══ Extracted records

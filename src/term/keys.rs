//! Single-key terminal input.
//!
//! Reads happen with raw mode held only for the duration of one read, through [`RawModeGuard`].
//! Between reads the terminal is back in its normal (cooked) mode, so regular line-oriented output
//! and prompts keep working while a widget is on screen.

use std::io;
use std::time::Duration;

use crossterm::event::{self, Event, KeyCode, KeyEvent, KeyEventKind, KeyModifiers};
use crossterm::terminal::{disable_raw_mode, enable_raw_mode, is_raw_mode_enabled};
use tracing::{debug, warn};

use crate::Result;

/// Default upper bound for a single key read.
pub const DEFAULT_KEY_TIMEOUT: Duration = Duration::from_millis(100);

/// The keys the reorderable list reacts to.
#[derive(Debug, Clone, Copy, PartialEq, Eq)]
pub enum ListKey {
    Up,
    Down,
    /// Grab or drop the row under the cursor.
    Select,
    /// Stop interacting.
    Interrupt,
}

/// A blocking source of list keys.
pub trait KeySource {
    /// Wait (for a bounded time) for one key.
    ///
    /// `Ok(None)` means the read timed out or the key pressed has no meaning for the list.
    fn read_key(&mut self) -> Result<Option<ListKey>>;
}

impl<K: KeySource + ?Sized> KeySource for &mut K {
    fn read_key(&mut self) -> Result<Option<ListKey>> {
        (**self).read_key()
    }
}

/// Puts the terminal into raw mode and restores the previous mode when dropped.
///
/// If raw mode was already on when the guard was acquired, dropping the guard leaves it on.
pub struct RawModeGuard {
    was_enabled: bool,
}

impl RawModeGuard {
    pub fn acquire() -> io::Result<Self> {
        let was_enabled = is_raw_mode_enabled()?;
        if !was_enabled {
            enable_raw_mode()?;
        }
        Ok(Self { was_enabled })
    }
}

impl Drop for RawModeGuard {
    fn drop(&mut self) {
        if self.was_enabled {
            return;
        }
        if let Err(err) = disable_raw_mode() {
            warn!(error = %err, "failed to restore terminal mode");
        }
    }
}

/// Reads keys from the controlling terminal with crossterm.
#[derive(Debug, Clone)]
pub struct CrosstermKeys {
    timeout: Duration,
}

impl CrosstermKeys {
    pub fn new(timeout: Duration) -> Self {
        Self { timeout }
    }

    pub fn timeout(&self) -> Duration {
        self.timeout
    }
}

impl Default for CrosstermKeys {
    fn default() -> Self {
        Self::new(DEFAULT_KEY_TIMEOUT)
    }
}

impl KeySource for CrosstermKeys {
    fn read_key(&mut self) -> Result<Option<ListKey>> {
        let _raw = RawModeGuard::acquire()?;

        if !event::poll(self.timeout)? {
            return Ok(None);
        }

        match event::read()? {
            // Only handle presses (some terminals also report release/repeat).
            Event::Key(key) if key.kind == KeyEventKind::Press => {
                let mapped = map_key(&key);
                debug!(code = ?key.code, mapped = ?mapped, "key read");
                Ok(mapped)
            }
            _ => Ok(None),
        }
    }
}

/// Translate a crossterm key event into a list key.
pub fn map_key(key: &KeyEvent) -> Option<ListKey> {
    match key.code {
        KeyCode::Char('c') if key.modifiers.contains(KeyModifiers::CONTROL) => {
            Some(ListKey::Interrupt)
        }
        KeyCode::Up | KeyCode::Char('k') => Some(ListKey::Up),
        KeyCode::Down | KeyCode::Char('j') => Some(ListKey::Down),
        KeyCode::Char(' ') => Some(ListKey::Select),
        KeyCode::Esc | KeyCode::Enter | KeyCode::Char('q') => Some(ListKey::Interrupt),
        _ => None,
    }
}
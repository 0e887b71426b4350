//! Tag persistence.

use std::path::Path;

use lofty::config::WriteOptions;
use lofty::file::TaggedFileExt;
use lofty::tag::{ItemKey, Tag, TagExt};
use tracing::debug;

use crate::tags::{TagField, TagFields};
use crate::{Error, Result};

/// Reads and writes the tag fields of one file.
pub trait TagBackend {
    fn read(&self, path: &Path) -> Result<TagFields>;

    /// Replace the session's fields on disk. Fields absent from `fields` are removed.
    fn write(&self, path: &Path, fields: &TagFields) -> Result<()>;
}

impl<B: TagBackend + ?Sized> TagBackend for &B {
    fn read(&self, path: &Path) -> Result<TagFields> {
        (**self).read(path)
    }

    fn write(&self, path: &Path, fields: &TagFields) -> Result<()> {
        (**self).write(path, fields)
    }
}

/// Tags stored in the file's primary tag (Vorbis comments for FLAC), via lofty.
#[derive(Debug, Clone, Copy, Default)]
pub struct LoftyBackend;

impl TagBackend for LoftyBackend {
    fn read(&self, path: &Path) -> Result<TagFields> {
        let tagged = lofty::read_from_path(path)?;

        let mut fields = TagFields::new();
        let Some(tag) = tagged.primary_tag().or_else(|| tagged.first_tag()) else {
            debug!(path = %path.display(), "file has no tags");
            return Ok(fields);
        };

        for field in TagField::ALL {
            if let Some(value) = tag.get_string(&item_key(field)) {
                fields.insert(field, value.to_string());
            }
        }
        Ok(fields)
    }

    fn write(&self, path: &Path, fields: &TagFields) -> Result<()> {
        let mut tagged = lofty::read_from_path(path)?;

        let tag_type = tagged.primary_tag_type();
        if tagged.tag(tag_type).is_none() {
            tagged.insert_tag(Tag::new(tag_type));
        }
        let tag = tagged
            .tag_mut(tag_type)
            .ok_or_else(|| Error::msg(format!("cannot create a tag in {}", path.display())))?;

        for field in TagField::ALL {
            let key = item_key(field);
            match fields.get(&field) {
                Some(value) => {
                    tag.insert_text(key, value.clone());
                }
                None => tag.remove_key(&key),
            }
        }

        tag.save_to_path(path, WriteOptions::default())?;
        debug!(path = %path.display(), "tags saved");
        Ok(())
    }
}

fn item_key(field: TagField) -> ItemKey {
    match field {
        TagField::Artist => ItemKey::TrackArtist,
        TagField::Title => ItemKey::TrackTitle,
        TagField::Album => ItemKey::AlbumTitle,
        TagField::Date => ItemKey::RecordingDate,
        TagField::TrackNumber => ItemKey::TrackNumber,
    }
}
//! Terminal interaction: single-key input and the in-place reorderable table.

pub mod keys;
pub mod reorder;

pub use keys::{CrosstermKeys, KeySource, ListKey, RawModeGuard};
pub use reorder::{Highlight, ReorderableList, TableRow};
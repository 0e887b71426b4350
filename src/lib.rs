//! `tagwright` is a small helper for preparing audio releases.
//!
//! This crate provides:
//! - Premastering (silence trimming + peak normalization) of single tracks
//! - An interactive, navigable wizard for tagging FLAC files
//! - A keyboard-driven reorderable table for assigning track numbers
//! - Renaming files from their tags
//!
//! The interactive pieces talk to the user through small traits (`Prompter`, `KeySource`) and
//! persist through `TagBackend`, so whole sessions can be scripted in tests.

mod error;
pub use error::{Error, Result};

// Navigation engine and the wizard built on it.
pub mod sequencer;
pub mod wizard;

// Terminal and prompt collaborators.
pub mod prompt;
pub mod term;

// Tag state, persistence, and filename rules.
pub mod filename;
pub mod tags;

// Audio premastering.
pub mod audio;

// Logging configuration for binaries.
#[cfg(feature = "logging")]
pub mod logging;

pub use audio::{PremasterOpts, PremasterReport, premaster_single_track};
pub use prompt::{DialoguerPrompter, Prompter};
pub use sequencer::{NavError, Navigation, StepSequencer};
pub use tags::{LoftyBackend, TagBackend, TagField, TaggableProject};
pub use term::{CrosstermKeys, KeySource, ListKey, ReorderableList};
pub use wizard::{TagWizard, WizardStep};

════

Give the records above again in full, keeping every character unchanged.

* Response
filename src/term/keys.rs
//! Single-key terminal input.
//!
//! Reads happen with raw mode held only for the duration of one read, through [`RawModeGuard`].
//! Between reads the terminal is back in its normal (cooked) mode, so regular line-oriented output
//! and prompts keep working while a widget is on screen.

use std::io;
use std::time::Duration;

use crossterm::event::{self, Event, KeyCode, KeyEvent, KeyEventKind, KeyModifiers};
use crossterm::terminal::{disable_raw_mode, enable_raw_mode, is_raw_mode_enabled};
use tracing::{debug, warn};

use crate::Result;

/// Default upper bound for a single key read.
pub const DEFAULT_KEY_TIMEOUT: Duration = Duration::from_millis(100);

/// The keys the reorderable list reacts to.
#[derive(Debug, Clone, Copy, PartialEq, Eq)]
pub enum ListKey {
    Up,
    Down,
    /// Grab or drop the row under the cursor.
    Select,
    /// Stop interacting.
    Interrupt,
}

/// A blocking source of list keys.
pub trait KeySource {
    /// Wait (for a bounded time) for one key.
    ///
    /// `Ok(None)` means the read timed out or the key pressed has no meaning for the list.
    fn read_key(&mut self) -> Result<Option<ListKey>>;
}

impl<K: KeySource + ?Sized> KeySource for &mut K {
    fn read_key(&mut self) -> Result<Option<ListKey>> {
        (**self).read_key()
    }
}

/// Puts the terminal into raw mode and restores the previous mode when dropped.
///
/// If raw mode was already on when the guard was acquired, dropping the guard leaves it on.
pub struct RawModeGuard {
    was_enabled: bool,
}

impl RawModeGuard {
    pub fn acquire() -> io::Result<Self> {
        let was_enabled = is_raw_mode_enabled()?;
        if !was_enabled {
            enable_raw_mode()?;
        }
        Ok(Self { was_enabled })
    }
}

impl Drop for RawModeGuard {
    fn drop(&mut self) {
        if self.was_enabled {
            return;
        }
        if let Err(err) = disable_raw_mode() {
            warn!(error = %err, "failed to restore terminal mode");
        }
    }
}

/// Reads keys from the controlling terminal with crossterm.
#[derive(Debug, Clone)]
pub struct CrosstermKeys {
    timeout: Duration,
}

impl CrosstermKeys {
    pub fn new(timeout: Duration) -> Self {
        Self { timeout }
    }

    pub fn timeout(&self) -> Duration {
        self.timeout
    }
}

impl Default for CrosstermKeys {
    fn default() -> Self {
        Self::new(DEFAULT_KEY_TIMEOUT)
    }
}

impl KeySource for CrosstermKeys {
    fn read_key(&mut self) -> Result<Option<ListKey>> {
        let _raw = RawModeGuard::acquire()?;

        if !event::poll(self.timeout)? {
            return Ok(None);
        }

        match event::read()? {
            // Only handle presses (some terminals also report release/repeat).
            Event::Key(key) if key.kind == KeyEventKind::Press => {
                let mapped = map_key(&key);
                debug!(code = ?key.code, mapped = ?mapped, "key read");
                Ok(mapped)
            }
            _ => Ok(None),
        }
    }
}

/// Translate a crossterm key event into a list key.
pub fn map_key(key: &KeyEvent) -> Option<ListKey> {
    match key.code {
        KeyCode::Char('c') if key.modifiers.contains(KeyModifiers::CONTROL) => {
            Some(ListKey::Interrupt)
        }
        KeyCode::Up | KeyCode::Char('k') => Some(ListKey::Up),
        KeyCode::Down | KeyCode::Char('j') => Some(ListKey::Down),
        KeyCode::Char(' ') => Some(ListKey::Select),
        KeyCode::Esc | KeyCode::Enter | KeyCode::Char('q') => Some(ListKey::Interrupt),
        _ => None,
    }
}
repository 0e887b71426b4350
//! Tag persistence.

use std::path::Path;

use lofty::config::WriteOptions;
use lofty::file::TaggedFileExt;
use lofty::tag::{ItemKey, Tag, TagExt};
use tracing::debug;

use crate::tags::{TagField, TagFields};
use crate::{Error, Result};

/// Reads and writes the tag fields of one file.
pub trait TagBackend {
    fn read(&self, path: &Path) -> Result<TagFields>;

    /// Replace the session's fields on disk. Fields absent from `fields` are removed.
    fn write(&self, path: &Path, fields: &TagFields) -> Result<()>;
}

impl<B: TagBackend + ?Sized> TagBackend for &B {
    fn read(&self, path: &Path) -> Result<TagFields> {
        (**self).read(path)
    }

    fn write(&self, path: &Path, fields: &TagFields) -> Result<()> {
        (**self).write(path, fields)
    }
}

/// Tags stored in the file's primary tag (Vorbis comments for FLAC), via lofty.
#[derive(Debug, Clone, Copy, Default)]
pub struct LoftyBackend;

impl TagBackend for LoftyBackend {
    fn read(&self, path: &Path) -> Result<TagFields> {
        let tagged = lofty::read_from_path(path)?;

        let mut fields = TagFields::new();
        let Some(tag) = tagged.primary_tag().or_else(|| tagged.first_tag()) else {
            debug!(path = %path.display(), "file has no tags");
            return Ok(fields);
        };

        for field in TagField::ALL {
            if let Some(value) = tag.get_string(&item_key(field)) {
                fields.insert(field, value.to_string());
            }
        }
        Ok(fields)
    }

    fn write(&self, path: &Path, fields: &TagFields) -> Result<()> {
        let mut tagged = lofty::read_from_path(path)?;

        let tag_type = tagged.primary_tag_type();
        if tagged.tag(tag_type).is_none() {
            tagged.insert_tag(Tag::new(tag_type));
        }
        let tag = tagged
            .tag_mut(tag_type)
            .ok_or_else(|| Error::msg(format!("cannot create a tag in {}", path.display())))?;

        for field in TagField::ALL {
            let key = item_key(field);
            match fields.get(&field) {
                Some(value) => {
                    tag.insert_text(key, value.clone());
                }
                None => tag.remove_key(&key),
            }
        }

        tag.save_to_path(path, WriteOptions::default())?;
        debug!(path = %path.display(), "tags saved");
        Ok(())
    }
}

fn item_key(field: TagField) -> ItemKey {
    match field {
        TagField::Artist => ItemKey::TrackArtist,
        TagField::Title => ItemKey::TrackTitle,
        TagField::Album => ItemKey::AlbumTitle,
        TagField::Date => ItemKey::RecordingDate,
        TagField::TrackNumber => ItemKey::TrackNumber,
    }
}
//! Terminal interaction: single-key input and the in-place reorderable table.

pub mod keys;
pub mod reorder;

pub use keys::{CrosstermKeys, KeySource, ListKey, RawModeGuard};
pub use reorder::{Highlight, ReorderableList, TableRow};
repository 0e887b71426b4350
filename src/lib.rs
//! `tagwright` is a small helper for preparing audio releases.
//!
//! This crate provides:
//! - Premastering (silence trimming + peak normalization) of single tracks
//! - An interactive, navigable wizard for tagging FLAC files
//! - A keyboard-driven reorderable table for assigning track numbers
//! - Renaming files from their tags
//!
//! The interactive pieces talk to the user through small traits (`Prompter`, `KeySource`) and
//! persist through `TagBackend`, so whole sessions can be scripted in tests.

mod error;
pub use error::{Error, Result};

// Navigation engine and the wizard built on it.
pub mod sequencer;
pub mod wizard;

// Terminal and prompt collaborators.
pub mod prompt;
pub mod term;

// Tag state, persistence, and filename rules.
pub mod filename;
pub mod tags;

// Audio premastering.
pub mod audio;

// Logging configuration for binaries.
#[cfg(feature = "logging")]
pub mod logging;

pub use audio::{PremasterOpts, PremasterReport, premaster_single_track};
pub use prompt::{DialoguerPrompter, Prompter};
pub use sequencer::{NavError, Navigation, StepSequencer};
pub use tags::{LoftyBackend, TagBackend, TagField, TaggableProject};
pub use term::{CrosstermKeys, KeySource, ListKey, ReorderableList};
pub use wizard::{TagWizard, WizardStep};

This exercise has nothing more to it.